» Exercise brief:
Within the data that follows, set down exactly the lines from the one containing "filename src/transaction.rs" through the one containing "in the background;", both ends included.

» Record extracts:
********
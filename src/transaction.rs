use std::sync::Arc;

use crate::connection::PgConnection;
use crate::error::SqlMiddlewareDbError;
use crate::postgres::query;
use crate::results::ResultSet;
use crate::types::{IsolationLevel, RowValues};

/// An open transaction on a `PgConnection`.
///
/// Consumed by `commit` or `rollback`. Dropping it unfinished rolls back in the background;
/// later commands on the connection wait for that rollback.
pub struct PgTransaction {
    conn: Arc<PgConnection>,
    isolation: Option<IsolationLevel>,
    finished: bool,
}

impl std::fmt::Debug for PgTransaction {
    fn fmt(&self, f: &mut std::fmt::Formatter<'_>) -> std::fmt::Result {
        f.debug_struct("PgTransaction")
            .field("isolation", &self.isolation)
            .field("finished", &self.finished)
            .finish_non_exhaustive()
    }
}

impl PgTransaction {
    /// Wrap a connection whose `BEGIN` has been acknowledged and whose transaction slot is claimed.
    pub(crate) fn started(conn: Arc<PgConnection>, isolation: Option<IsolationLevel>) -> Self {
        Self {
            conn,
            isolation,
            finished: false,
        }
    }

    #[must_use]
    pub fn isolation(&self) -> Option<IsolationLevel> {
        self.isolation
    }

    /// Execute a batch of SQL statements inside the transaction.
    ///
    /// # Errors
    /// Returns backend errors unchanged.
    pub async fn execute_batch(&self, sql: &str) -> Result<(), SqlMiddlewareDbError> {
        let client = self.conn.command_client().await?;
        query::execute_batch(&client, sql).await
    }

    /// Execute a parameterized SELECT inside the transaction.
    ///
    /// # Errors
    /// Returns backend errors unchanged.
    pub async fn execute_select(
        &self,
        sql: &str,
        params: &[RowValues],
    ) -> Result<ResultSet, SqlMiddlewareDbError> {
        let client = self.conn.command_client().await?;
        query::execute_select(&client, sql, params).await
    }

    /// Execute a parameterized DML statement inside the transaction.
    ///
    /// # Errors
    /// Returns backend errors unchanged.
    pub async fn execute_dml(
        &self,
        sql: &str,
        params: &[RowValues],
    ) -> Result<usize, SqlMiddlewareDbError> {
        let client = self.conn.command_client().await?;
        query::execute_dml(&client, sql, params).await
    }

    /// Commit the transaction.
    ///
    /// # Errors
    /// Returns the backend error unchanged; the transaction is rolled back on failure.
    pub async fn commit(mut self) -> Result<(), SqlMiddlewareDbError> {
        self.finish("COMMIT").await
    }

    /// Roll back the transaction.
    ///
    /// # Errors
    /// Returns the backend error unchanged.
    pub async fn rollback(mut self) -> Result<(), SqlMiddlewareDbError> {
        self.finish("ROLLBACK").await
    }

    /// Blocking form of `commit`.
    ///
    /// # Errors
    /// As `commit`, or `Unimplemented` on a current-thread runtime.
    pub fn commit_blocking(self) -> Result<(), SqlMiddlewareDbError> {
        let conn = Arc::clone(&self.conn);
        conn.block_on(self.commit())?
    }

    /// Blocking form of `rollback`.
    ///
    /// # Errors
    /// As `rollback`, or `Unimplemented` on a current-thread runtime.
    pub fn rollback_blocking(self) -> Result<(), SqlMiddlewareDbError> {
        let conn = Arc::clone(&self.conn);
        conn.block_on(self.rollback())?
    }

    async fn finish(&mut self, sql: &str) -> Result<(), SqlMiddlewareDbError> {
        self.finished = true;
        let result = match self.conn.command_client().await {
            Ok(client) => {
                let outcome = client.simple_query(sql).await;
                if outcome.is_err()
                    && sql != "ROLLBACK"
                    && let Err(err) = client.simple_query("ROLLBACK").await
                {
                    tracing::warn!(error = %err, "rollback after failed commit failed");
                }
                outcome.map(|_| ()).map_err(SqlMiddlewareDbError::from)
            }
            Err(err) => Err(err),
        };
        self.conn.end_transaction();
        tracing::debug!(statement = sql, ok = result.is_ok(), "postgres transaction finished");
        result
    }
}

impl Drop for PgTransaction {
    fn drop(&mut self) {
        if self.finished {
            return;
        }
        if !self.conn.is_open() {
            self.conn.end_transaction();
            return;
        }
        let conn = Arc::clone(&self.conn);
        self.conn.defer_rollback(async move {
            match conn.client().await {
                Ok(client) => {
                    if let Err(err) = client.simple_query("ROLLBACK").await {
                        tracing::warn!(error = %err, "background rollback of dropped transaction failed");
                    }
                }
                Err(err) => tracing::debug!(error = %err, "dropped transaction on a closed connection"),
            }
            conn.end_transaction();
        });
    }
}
********
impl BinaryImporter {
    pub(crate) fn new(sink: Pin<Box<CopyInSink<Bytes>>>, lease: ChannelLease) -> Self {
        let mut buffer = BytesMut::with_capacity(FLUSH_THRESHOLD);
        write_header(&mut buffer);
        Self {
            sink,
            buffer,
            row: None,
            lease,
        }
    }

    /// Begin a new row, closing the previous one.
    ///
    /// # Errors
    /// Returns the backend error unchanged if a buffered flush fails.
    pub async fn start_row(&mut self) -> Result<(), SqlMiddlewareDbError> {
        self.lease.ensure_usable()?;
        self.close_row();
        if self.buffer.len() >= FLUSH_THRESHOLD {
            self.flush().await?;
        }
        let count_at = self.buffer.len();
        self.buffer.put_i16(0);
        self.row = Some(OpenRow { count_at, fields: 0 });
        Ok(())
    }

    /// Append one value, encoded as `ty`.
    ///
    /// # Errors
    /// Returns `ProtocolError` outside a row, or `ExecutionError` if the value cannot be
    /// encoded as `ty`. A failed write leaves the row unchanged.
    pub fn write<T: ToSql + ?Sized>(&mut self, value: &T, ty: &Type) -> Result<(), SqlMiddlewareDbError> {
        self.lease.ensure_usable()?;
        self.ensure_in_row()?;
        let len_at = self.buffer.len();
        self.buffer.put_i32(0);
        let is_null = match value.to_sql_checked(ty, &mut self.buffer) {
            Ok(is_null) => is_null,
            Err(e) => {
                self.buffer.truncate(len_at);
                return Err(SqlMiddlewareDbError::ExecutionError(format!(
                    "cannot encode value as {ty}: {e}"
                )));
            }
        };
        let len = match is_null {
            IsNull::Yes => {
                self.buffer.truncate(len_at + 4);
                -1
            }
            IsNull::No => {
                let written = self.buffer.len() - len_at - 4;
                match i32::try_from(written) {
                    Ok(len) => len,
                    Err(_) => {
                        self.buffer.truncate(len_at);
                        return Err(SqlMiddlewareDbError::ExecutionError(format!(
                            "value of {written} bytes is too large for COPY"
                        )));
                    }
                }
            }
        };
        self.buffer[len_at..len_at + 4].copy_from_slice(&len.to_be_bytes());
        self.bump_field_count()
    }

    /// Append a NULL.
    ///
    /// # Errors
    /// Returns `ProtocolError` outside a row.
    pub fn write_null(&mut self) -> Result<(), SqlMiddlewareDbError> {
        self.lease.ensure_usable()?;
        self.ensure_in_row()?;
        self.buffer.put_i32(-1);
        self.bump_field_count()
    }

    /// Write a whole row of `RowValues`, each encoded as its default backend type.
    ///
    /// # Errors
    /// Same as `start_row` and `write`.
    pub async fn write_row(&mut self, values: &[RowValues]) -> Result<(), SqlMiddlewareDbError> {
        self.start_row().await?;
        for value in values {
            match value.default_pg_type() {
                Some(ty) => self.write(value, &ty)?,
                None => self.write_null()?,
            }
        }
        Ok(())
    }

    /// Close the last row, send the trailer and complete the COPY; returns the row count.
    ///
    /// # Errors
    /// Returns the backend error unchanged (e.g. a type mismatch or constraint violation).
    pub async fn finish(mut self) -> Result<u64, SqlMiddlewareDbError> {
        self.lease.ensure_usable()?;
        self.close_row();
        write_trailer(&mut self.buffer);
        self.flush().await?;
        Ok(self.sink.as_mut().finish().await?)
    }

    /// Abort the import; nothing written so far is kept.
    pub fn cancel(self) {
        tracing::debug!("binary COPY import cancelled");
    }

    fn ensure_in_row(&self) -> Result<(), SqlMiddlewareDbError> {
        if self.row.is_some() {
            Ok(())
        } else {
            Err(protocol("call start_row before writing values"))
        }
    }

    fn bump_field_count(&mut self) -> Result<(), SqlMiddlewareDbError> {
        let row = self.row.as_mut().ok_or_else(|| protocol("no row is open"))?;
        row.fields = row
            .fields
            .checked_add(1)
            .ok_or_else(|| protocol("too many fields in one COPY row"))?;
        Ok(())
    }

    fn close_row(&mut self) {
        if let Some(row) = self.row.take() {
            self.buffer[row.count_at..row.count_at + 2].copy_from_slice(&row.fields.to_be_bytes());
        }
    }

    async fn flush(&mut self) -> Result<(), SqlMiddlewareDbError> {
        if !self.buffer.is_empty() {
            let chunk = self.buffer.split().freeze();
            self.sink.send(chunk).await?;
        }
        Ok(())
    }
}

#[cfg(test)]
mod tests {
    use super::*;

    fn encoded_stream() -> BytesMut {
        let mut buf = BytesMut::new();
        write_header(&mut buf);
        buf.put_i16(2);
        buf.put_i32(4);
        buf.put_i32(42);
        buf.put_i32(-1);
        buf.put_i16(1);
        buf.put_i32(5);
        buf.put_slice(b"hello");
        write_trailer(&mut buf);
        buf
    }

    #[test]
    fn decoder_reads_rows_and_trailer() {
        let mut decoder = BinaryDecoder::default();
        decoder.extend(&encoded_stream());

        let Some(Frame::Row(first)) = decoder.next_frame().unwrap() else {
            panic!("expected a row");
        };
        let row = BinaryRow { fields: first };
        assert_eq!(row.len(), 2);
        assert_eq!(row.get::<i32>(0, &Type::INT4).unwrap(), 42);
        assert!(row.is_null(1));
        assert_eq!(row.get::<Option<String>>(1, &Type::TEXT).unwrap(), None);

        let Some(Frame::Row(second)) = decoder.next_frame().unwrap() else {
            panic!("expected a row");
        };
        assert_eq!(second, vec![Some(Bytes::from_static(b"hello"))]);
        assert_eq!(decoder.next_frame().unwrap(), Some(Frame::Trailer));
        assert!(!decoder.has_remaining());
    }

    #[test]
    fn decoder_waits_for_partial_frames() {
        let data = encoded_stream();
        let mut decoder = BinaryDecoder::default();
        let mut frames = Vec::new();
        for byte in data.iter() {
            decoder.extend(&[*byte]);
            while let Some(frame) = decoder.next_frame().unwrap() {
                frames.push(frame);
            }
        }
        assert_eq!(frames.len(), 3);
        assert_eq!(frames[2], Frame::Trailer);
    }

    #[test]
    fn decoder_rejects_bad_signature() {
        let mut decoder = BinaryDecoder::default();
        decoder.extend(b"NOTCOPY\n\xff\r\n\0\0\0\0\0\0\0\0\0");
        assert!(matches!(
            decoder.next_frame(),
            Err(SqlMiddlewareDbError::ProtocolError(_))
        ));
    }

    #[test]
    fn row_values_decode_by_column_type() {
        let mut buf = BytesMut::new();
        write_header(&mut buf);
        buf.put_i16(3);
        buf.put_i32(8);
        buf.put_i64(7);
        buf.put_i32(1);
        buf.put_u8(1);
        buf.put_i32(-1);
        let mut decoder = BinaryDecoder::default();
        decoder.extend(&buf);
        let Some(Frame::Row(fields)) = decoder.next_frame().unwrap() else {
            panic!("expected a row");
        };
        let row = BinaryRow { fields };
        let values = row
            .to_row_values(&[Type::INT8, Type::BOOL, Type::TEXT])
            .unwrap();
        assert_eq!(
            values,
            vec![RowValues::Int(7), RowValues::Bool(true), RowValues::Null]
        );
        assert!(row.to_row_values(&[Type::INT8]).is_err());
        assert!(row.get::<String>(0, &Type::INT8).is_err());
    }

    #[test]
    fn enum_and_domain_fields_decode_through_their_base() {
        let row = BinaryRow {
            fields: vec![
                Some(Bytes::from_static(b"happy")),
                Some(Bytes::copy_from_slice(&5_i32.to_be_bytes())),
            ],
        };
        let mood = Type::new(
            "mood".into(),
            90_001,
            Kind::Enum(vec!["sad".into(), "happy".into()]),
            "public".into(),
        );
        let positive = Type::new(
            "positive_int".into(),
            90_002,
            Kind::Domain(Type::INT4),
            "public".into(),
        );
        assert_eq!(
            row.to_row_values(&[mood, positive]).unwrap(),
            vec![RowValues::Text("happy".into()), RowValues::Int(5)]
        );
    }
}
********
» Task answer:
filename src/transaction.rs
use std::sync::Arc;

use crate::connection::PgConnection;
use crate::error::SqlMiddlewareDbError;
use crate::postgres::query;
use crate::results::ResultSet;
use crate::types::{IsolationLevel, RowValues};

/// An open transaction on a `PgConnection`.
///
/// Consumed by `commit` or `rollback`. Dropping it unfinished rolls back in the background;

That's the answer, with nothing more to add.